Es evidente que la política de represión de masa dirigida por Jiang Zemín tiene como objetivo, tal como el antiguo presidente de la República Popular China tan a menudo afirmaba, la destrucción del Falun Gong como tal. Según el Artículo II de la Convención de 1948 sobre la Prevención y Castigo del Crimen de Genocidio, genocidio es cualquiera de los siguientes actos cometidos con la intención de destruir, total o parcialmente, a un grupo nacional, étnico, racial o religioso, como tal: (a) Asesinato de miembros del grupo; (b) Ocasionar daño grave tanto físico como mental a los miembros del grupo; (c) Deliberadamente producir en el grupo condiciones de vida con miras de producir su destrucción física de manera total o parcial. Conforme al Artículo III de la Convención de Genocidio, sería punible no solamente el genocidio como tal, sino también la conspiración para cometerlo y la complicidad en el mismo. El crimen de genocidio puede de esta manera probablemente ser defendido en contra de Jiang Zemín.

Desde el punto de vista legal, tal como por ejemplo lo fue el caso de Pinochet, la inmunidad de jefe de estado que el señor Jiang Zemín disfrutó mientras fue presidente de la República Popular de China ha perdido todo fundamento desde que fuera reemplazado en esta posición el pasado sábado. Esto es al menos verdadero en medida de lo que a tortura se refiere. Como la Alta Casa inglesa lo aclaró en el famoso fallo de Pinochet, la capacidad de un funcionario no le protege en contra de proceso judicial por crímenes de tortura cometidos mientras desempeñaba su cargo. Esto aplica especialmente a antiguos jefes de estado – como lo fue Augusto Pinochet -, cuya inmunidad internacional desaparece una vez que renuncian.

En consecuencia, varias víctimas de la represión china me han solicitado la preparación de una querella criminal en contra Jiang Zemín, la cual será entregada ante la autoridad judicial competente aquí en Suiza cuando – y si – Jiang Zemín ponga un pie nuevamene en suelo suizo.

Aparte de las posibilidades de procedimiento en Suiza, sesenta asociaciones nacionales de Falun Gong, en colaboración con TRIAL, están formando una coalición internacional compuesta de abogados de confianza y dedicados a los derechos humanos para que se encarguen de manera activa de la defensa de numerosas víctimas de la represión china, a través del tejido de una red mucho más ajustada alrededor de Jiang Zemín. En las semanas siguientes querellas criminales serán preparadas y/o entregadas formalmente en un cierto número de países que gozan de jurisdicción universal por crímenes de tortura además de crímenes en contra de la humanidad o genocidio. El señor Jiang Zemín, debe saber a partir de este momento, que las víctimas de su represión ciega y sangrienta no lo dejarán tranquilo.

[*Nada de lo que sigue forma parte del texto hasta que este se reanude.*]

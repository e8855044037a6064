use axum::response::{IntoResponse, Response};
use jsonreply_core::{Failure, Notice, OneOrMany, Rejection};
use validator::ValidationErrors;

use crate::reply;

/// Application-level error type for HTTP handlers.
///
/// Every variant maps onto one formatter operation, so handlers can return
/// `ApiResult<T>` and use `?` while still producing the standard envelopes.
#[derive(Debug, thiserror::Error)]
pub enum ApiError {
    /// 400 with an `errors` list.
    #[error("Bad request: {}", .errors.join("; "))]
    BadRequest {
        errors: Vec<String>,
        friendly_message: Option<String>,
    },

    #[error("Unauthorized")]
    Unauthorized(Option<String>),

    #[error("Forbidden")]
    Forbidden(Option<String>),

    #[error("Not found")]
    NotFound(Option<String>),

    #[error("Unsupported action")]
    UnsupportedAction(Option<String>),

    #[error("I am a teapot")]
    Teapot(Option<String>),

    /// 422 with an `errors` list.
    #[error("Validation failed: {}", .errors.join("; "))]
    Invalid {
        errors: Vec<String>,
        friendly_message: Option<String>,
    },

    /// Anything unexpected. Written as a 500 with the error's message and
    /// context chain.
    #[error(transparent)]
    Internal(#[from] anyhow::Error),
}

/// Convenience type alias for handler return values.
pub type ApiResult<T> = Result<T, ApiError>;

impl ApiError {
    pub fn bad_request(errors: impl Into<OneOrMany>) -> Self {
        ApiError::BadRequest {
            errors: errors.into().into_vec(),
            friendly_message: None,
        }
    }

    pub fn invalid(errors: impl Into<OneOrMany>) -> Self {
        ApiError::Invalid {
            errors: errors.into().into_vec(),
            friendly_message: None,
        }
    }

    /// Attach a friendly message. No effect on [`ApiError::Internal`].
    pub fn with_friendly_message(self, message: impl Into<String>) -> Self {
        let message = Some(message.into());
        match self {
            ApiError::BadRequest { errors, .. } => ApiError::BadRequest {
                errors,
                friendly_message: message,
            },
            ApiError::Invalid { errors, .. } => ApiError::Invalid {
                errors,
                friendly_message: message,
            },
            ApiError::Unauthorized(_) => ApiError::Unauthorized(message),
            ApiError::Forbidden(_) => ApiError::Forbidden(message),
            ApiError::NotFound(_) => ApiError::NotFound(message),
            ApiError::UnsupportedAction(_) => ApiError::UnsupportedAction(message),
            ApiError::Teapot(_) => ApiError::Teapot(message),
            internal @ ApiError::Internal(_) => internal,
        }
    }
}

impl From<ValidationErrors> for ApiError {
    fn from(errors: ValidationErrors) -> Self {
        ApiError::invalid(errors)
    }
}

impl IntoResponse for ApiError {
    fn into_response(self) -> Response {
        match self {
            ApiError::BadRequest {
                errors,
                friendly_message,
            } => reply::bad_request(Rejection {
                errors: errors.into(),
                friendly_message,
            }),
            ApiError::Unauthorized(friendly_message) => {
                reply::unauthorized(Notice { friendly_message })
            }
            ApiError::Forbidden(friendly_message) => reply::forbidden(Notice { friendly_message }),
            ApiError::NotFound(friendly_message) => reply::not_found(Notice { friendly_message }),
            ApiError::UnsupportedAction(friendly_message) => {
                reply::unsupported_action(Notice { friendly_message })
            }
            ApiError::Teapot(friendly_message) => reply::teapot(Notice { friendly_message }),
            ApiError::Invalid {
                errors,
                friendly_message,
            } => reply::invalid(Rejection {
                errors: errors.into(),
                friendly_message,
            }),
            ApiError::Internal(err) => reply::server_error(Failure::from_anyhow(&err)),
        }
    }
}
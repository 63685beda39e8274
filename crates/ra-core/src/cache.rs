//! Process-lifetime memoization of successful research results.

use std::collections::{HashMap, VecDeque};
use std::sync::{Mutex, PoisonError};

use crate::schema::ResearchResponse;

pub const DEFAULT_CACHE_CAPACITY: usize = 128;

/// Successful responses keyed by the exact query text.
///
/// Entries never expire by time. When `capacity` is reached the oldest
/// insertion is evicted. A capacity of zero disables caching.
pub struct ResultCache {
    capacity: usize,
    inner: Mutex<CacheInner>,
}

#[derive(Default)]
struct CacheInner {
    entries: HashMap<String, ResearchResponse>,
    order: VecDeque<String>,
}

impl ResultCache {
    pub fn new(capacity: usize) -> Self {
        Self {
            capacity,
            inner: Mutex::new(CacheInner::default()),
        }
    }

    pub fn get(&self, query: &str) -> Option<ResearchResponse> {
        let inner = self.inner.lock().unwrap_or_else(PoisonError::into_inner);
        inner.entries.get(query).cloned()
    }

    pub fn insert(&self, query: &str, response: ResearchResponse) {
        if self.capacity == 0 {
            return;
        }

        let mut inner = self.inner.lock().unwrap_or_else(PoisonError::into_inner);
        if inner.entries.insert(query.to_string(), response).is_some() {
            return;
        }

        inner.order.push_back(query.to_string());
        while inner.order.len() > self.capacity {
            if let Some(oldest) = inner.order.pop_front() {
                inner.entries.remove(&oldest);
            }
        }
    }

    pub fn len(&self) -> usize {
        self.inner.lock().unwrap_or_else(PoisonError::into_inner).entries.len()
    }

    pub fn is_empty(&self) -> bool {
        self.len() == 0
    }
}

impl Default for ResultCache {
    fn default() -> Self {
        Self::new(DEFAULT_CACHE_CAPACITY)
    }
}
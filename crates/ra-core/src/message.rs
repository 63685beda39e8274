use serde::{Deserialize, Serialize};
use serde_json::Value;

#[derive(Debug, Clone, Copy, PartialEq, Eq, Serialize, Deserialize)]
#[serde(rename_all = "lowercase")]
pub enum Role {
    System,
    User,
    Assistant,
    Tool,
}

impl std::fmt::Display for Role {
    fn fmt(&self, f: &mut std::fmt::Formatter<'_>) -> std::fmt::Result {
        match self {
            Role::System => write!(f, "system"),
            Role::User => write!(f, "user"),
            Role::Assistant => write!(f, "assistant"),
            Role::Tool => write!(f, "tool"),
        }
    }
}

/// Message content as returned by chat APIs: either a plain string or a
/// list of content chunks (`{"type": "text", "text": "..."}` and friends).
///
/// Chunks are kept as raw JSON so that unknown chunk types (thinking,
/// references) survive untouched until the output extractor sees them.
#[derive(Debug, Clone, PartialEq, Serialize, Deserialize)]
#[serde(untagged)]
pub enum Content {
    Text(String),
    Blocks(Vec<Value>),
}

impl Content {
    pub fn text(s: impl Into<String>) -> Self {
        Content::Text(s.into())
    }

    pub fn as_text(&self) -> Option<&str> {
        match self {
            Content::Text(s) => Some(s),
            Content::Blocks(blocks) => {
                if blocks.len() == 1 {
                    return blocks[0].get("text").and_then(Value::as_str);
                }
                None
            }
        }
    }

    /// Concatenate every text chunk, ignoring non-text chunks.
    pub fn to_string_lossy(&self) -> String {
        match self {
            Content::Text(s) => s.clone(),
            Content::Blocks(blocks) => blocks
                .iter()
                .filter_map(|b| b.get("text").and_then(Value::as_str))
                .collect::<Vec<_>>()
                .join(""),
        }
    }

    pub fn is_empty(&self) -> bool {
        match self {
            Content::Text(s) => s.is_empty(),
            Content::Blocks(blocks) => blocks.is_empty(),
        }
    }
}

impl From<String> for Content {
    fn from(s: String) -> Self {
        Content::Text(s)
    }
}

impl From<&str> for Content {
    fn from(s: &str) -> Self {
        Content::Text(s.to_string())
    }
}

#[derive(Debug, Clone, PartialEq, Serialize, Deserialize)]
pub struct ToolCall {
    pub id: String,
    pub name: String,
    pub arguments: Value,
}

impl ToolCall {
    pub fn new(id: impl Into<String>, name: impl Into<String>, arguments: Value) -> Self {
        Self {
            id: id.into(),
            name: name.into(),
            arguments,
        }
    }
}

#[derive(Debug, Clone, Serialize, Deserialize)]
pub struct Message {
    pub role: Role,
    pub content: Content,
    #[serde(skip_serializing_if = "Option::is_none")]
    pub name: Option<String>,
    #[serde(skip_serializing_if = "Vec::is_empty", default)]
    pub tool_calls: Vec<ToolCall>,
    #[serde(skip_serializing_if = "Option::is_none")]
    pub tool_call_id: Option<String>,
}

impl Message {
    fn new(role: Role, content: Content) -> Self {
        Self {
            role,
            content,
            name: None,
            tool_calls: Vec::new(),
            tool_call_id: None,
        }
    }

    pub fn system(content: impl Into<Content>) -> Self {
        Self::new(Role::System, content.into())
    }

    pub fn user(content: impl Into<Content>) -> Self {
        Self::new(Role::User, content.into())
    }

    pub fn assistant(content: impl Into<Content>) -> Self {
        Self::new(Role::Assistant, content.into())
    }

    pub fn assistant_with_tool_calls(content: impl Into<Content>, tool_calls: Vec<ToolCall>) -> Self {
        Self {
            tool_calls,
            ..Self::new(Role::Assistant, content.into())
        }
    }

    pub fn tool_result(
        tool_call_id: impl Into<String>,
        name: impl Into<String>,
        content: impl Into<String>,
    ) -> Self {
        Self {
            name: Some(name.into()),
            tool_call_id: Some(tool_call_id.into()),
            ..Self::new(Role::Tool, Content::text(content))
        }
    }
}

#[derive(Debug, Clone, Default, Serialize, Deserialize)]
pub struct Usage {
    pub prompt_tokens: u32,
    pub completion_tokens: u32,
    pub total_tokens: u32,
}

impl Usage {
    pub fn new(prompt_tokens: u32, completion_tokens: u32) -> Self {
        Self {
            prompt_tokens,
            completion_tokens,
            total_tokens: prompt_tokens + completion_tokens,
        }
    }
}
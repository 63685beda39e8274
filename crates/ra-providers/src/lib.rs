//! ra-providers: Chat model provider implementations for research-assistant
//!
//! This crate provides implementations of the Provider trait for hosted chat APIs.

pub mod mistral;

pub use mistral::MistralProvider;
use anyhow::{Context, Result};
use clap::{Parser, Subcommand, ValueEnum};
use std::io::Write;
use std::path::PathBuf;
use std::process::ExitCode;
use std::sync::Arc;
use tracing::info;
use tracing_subscriber::{fmt, layer::SubscriberExt, util::SubscriberInitExt, EnvFilter};

use ra_core::{ResearchPipeline, ResearchQuery, ToolRegistry};
use ra_providers::MistralProvider;
use ra_tools::create_research_tools;

mod config;
mod render;
mod server;
mod setup;

use config::Config;

/// Log level for tracing output
#[derive(Debug, Clone, Copy, PartialEq, Eq, ValueEnum)]
pub enum LogLevel {
    /// Most verbose: all tracing including HTTP internals
    Trace,
    /// Verbose: requests, tool execution details, cache hits
    Debug,
    /// Standard: query start and finish
    Info,
    /// Quiet: only warnings and errors
    Warn,
    /// Minimal: only errors
    Error,
}

impl LogLevel {
    fn as_filter(&self) -> &'static str {
        match self {
            LogLevel::Trace => "trace",
            LogLevel::Debug => "debug",
            LogLevel::Info => "info",
            LogLevel::Warn => "warn",
            LogLevel::Error => "error",
        }
    }
}

#[derive(Parser)]
#[command(name = "ra")]
#[command(author, version, about = "Research assistant: ask a question, get a sourced summary", long_about = None)]
pub struct Cli {
    /// Path to config file (default: ~/.config/ra/config.toml)
    #[arg(short, long, global = true)]
    pub config: Option<PathBuf>,

    /// Model to use (overrides config)
    #[arg(short, long, global = true)]
    pub model: Option<String>,

    /// Log level (trace, debug, info, warn, error)
    #[arg(long, value_enum, default_value = "warn", global = true)]
    pub log_level: LogLevel,

    /// Enable debug logging (shorthand for --log-level debug)
    #[arg(short, long, global = true)]
    pub debug: bool,

    /// Write logs to file (JSON-lines format)
    #[arg(long, global = true)]
    pub log_file: Option<PathBuf>,

    #[command(subcommand)]
    command: Option<Commands>,
}

#[derive(Subcommand)]
enum Commands {
    /// Research a single query and print the result
    Ask {
        /// Research query (prompted for when omitted)
        query: Option<String>,

        /// Print the result as JSON
        #[arg(long)]
        json: bool,
    },
    /// Serve the research web form
    Serve {
        /// Address to bind (overrides config)
        #[arg(short, long)]
        bind: Option<String>,
    },
    /// Show current configuration
    Config,
    /// Initialize configuration file in ~/.config/ra
    Setup,
}

#[tokio::main]
async fn main() -> Result<ExitCode> {
    let cli = Cli::parse();

    // Resolve log level: --debug overrides --log-level
    let log_level = if cli.debug {
        LogLevel::Debug
    } else {
        cli.log_level
    };

    let filter = EnvFilter::new(log_level.as_filter());

    if let Some(log_path) = &cli.log_file {
        // Log file specified: write JSON to file
        let file = std::fs::File::create(log_path)
            .with_context(|| format!("Failed to create log file: {:?}", log_path))?;
        tracing_subscriber::registry()
            .with(filter)
            .with(fmt::layer().json().with_writer(std::sync::Mutex::new(file)))
            .init();
    } else {
        tracing_subscriber::fmt()
            .with_env_filter(filter)
            .with_writer(std::io::stderr)
            .init();
    }

    // Handle setup before config is required
    if matches!(&cli.command, Some(Commands::Setup)) {
        setup::run()?;
        return Ok(ExitCode::SUCCESS);
    }

    let mut config = Config::load(cli.config.as_deref())?;
    if let Some(model) = &cli.model {
        config.provider.model = model.clone();
    }

    match cli.command {
        Some(Commands::Config) => {
            show_config(&config, cli.config.as_deref())?;
            Ok(ExitCode::SUCCESS)
        }
        Some(Commands::Serve { bind }) => {
            let pipeline = build_pipeline(&config)?;
            let bind = bind.unwrap_or_else(|| config.server.bind.clone());
            server::serve(pipeline, &bind).await?;
            Ok(ExitCode::SUCCESS)
        }
        Some(Commands::Ask { query, json }) => ask_mode(&config, query, json).await,
        Some(Commands::Setup) => Ok(ExitCode::SUCCESS),
        None => ask_mode(&config, None, false).await,
    }
}

/// Wire provider, tools and agent into a shared pipeline.
fn build_pipeline(config: &Config) -> Result<Arc<ResearchPipeline>> {
    let mut provider = MistralProvider::new(config.api_key()?).with_default_model(&config.provider.model);
    if let Some(url) = &config.provider.base_url {
        provider = provider.with_base_url(url);
    }

    let tools: ToolRegistry = create_research_tools(&config.tools).into_iter().collect();
    info!(
        model = %config.provider.model,
        tools = ?tools.names(),
        cache_capacity = config.cache.capacity,
        "Research pipeline ready"
    );

    Ok(Arc::new(ResearchPipeline::with_agent(
        Arc::new(provider),
        Arc::new(tools),
        config.agent_config(),
        &config.pipeline_config(),
    )?))
}

async fn ask_mode(config: &Config, query: Option<String>, json: bool) -> Result<ExitCode> {
    let query = match query {
        Some(q) => q,
        None => read_query()?,
    };

    // Blank input is reported before a missing API key can be.
    let query = match ResearchQuery::new(query) {
        Ok(query) => query,
        Err(e) => {
            eprintln!("{}", render::format_error(&e));
            return Ok(ExitCode::FAILURE);
        }
    };

    let pipeline = build_pipeline(config)?;
    match pipeline.run_query(query.as_str()).await {
        Ok(response) => {
            if json {
                println!("{}", serde_json::to_string_pretty(&response)?);
            } else {
                print!("{}", render::format_response(&response));
            }
            Ok(ExitCode::SUCCESS)
        }
        Err(e) => {
            eprintln!("{}", render::format_error(&e));
            Ok(ExitCode::FAILURE)
        }
    }
}

fn read_query() -> Result<String> {
    print!("{}", render::QUERY_PROMPT);
    std::io::stdout().flush()?;

    let mut input = String::new();
    std::io::stdin()
        .read_line(&mut input)
        .context("Failed to read query from stdin")?;
    Ok(input.trim_end_matches(['\r', '\n']).to_string())
}

fn show_config(config: &Config, path: Option<&std::path::Path>) -> Result<()> {
    let path = match path {
        Some(p) => p.to_path_buf(),
        None => Config::config_path()?,
    };
    println!("# Config file: {}", path.display());
    println!();
    print!("{}", config.display_toml()?);
    Ok(())
}

#[cfg(test)]
mod tests {
    use super::*;

    #[test]
    fn test_cli_parses_ask() {
        let cli = Cli::try_parse_from(["ra", "ask", "Roman aqueducts", "--json", "-m", "mistral-small-latest"]).unwrap();
        assert_eq!(cli.model.as_deref(), Some("mistral-small-latest"));
        match cli.command {
            Some(Commands::Ask { query, json }) => {
                assert_eq!(query.as_deref(), Some("Roman aqueducts"));
                assert!(json);
            }
            _ => panic!("expected ask"),
        }
    }

    #[test]
    fn test_cli_parses_serve() {
        let cli = Cli::try_parse_from(["ra", "--debug", "serve", "--bind", "0.0.0.0:8080"]).unwrap();
        assert!(cli.debug);
        assert!(matches!(cli.command, Some(Commands::Serve { bind: Some(ref b) }) if b == "0.0.0.0:8080"));
    }

    #[test]
    fn test_build_pipeline_requires_api_key() {
        let config = Config::default();
        assert!(build_pipeline(&config).is_err());
    }

    #[tokio::test]
    async fn test_ask_blank_query_without_api_key() {
        let config = Config::default();
        let code = ask_mode(&config, Some("   ".to_string()), false).await.unwrap();
        assert_eq!(code, ExitCode::FAILURE);
    }

    #[tokio::test]
    async fn test_ask_missing_api_key_is_an_error() {
        let config = Config::default();
        let err = ask_mode(&config, Some("Roman aqueducts".to_string()), false).await.unwrap_err();
        assert!(err.to_string().contains("No API key configured"));
    }

    #[test]
    fn test_build_pipeline_rejects_prompt_without_placeholder() {
        let mut config = Config::default();
        config.provider.api_key = Some("test-key".to_string());
        config.agent.system_prompt = Some("Answer the query.".to_string());
        assert!(build_pipeline(&config).is_err());
    }

    #[test]
    fn test_build_pipeline() {
        let mut config = Config::default();
        config.provider.api_key = Some("test-key".to_string());
        let pipeline = build_pipeline(&config).unwrap();
        assert!(pipeline.cache().is_empty());
    }
}
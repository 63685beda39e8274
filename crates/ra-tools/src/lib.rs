//! ra-tools: Research tools for research-assistant
//!
//! This crate provides the tools available to the research agent:
//! - Search: web search results with title, URL and snippet
//! - Wikipedia: short encyclopedia summaries
//! - Save: append research output to a text file

pub mod save;
pub mod search;
pub mod wikipedia;

use std::sync::Arc;

use ra_core::Tool;
use serde::{Deserialize, Serialize};

pub use save::{SaveConfig, SaveTextTool};
pub use search::{SearchConfig, SearchResult, SearchTool};
pub use wikipedia::{WikipediaConfig, WikipediaTool};

#[derive(Debug, Clone, Default, Serialize, Deserialize)]
#[serde(default)]
pub struct ToolsConfig {
    pub search: SearchConfig,
    pub wikipedia: WikipediaConfig,
    pub save: SaveConfig,
}

/// Create every enabled research tool.
pub fn create_research_tools(config: &ToolsConfig) -> Vec<Arc<dyn Tool>> {
    let mut tools: Vec<Arc<dyn Tool>> = Vec::new();

    if config.search.enabled {
        tools.push(Arc::new(SearchTool::new(config.search.clone())));
    }
    if config.wikipedia.enabled {
        tools.push(Arc::new(WikipediaTool::new(config.wikipedia.clone())));
    }
    if config.save.enabled {
        tools.push(Arc::new(SaveTextTool::new(config.save.output_file.clone())));
    }

    tools
}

Considerando que ningún estatuto o limitación pueden obstruir el proceso judicial de dichos crímenes internacionales, el señor Jiang Zemín debería tomar en consideración el hecho, hasta que de su último suspiro, de que podría ser atrapado fuera de China.

Para terminar, y esto es importante de enfatizar, muchos participantes dóciles o activos en esta maquinaria gigantesca de represión deben saber que a partir del día de hoy sus actos criminales no violan únicamente las leyes chinas sino también la ley convencional y de rigor. Ellos están realmente infringiendo reglas que la comunidad internacional ha establecido y que tiene el deber de poner en ejecución. Desde la punta hasta abajo del estado chino o del partido comunista, aquéllos que planean o llevan a cabo los planes de actos de terror y la violación en masa de los derechos humanos contra los practicantes del Falun Gong, deben saber que se los considerará responsables por su conducta criminal, inclusive ante varios tribunales extranjeros. La cultura de impunidad que ha corrompido a China no puede nunca más encubrir esta simple realidad: la justicia global se ha puesto en marcha y un día pondrá detrás de las barras a uno o más de aquellos responsables por la persecución al Falun Gong.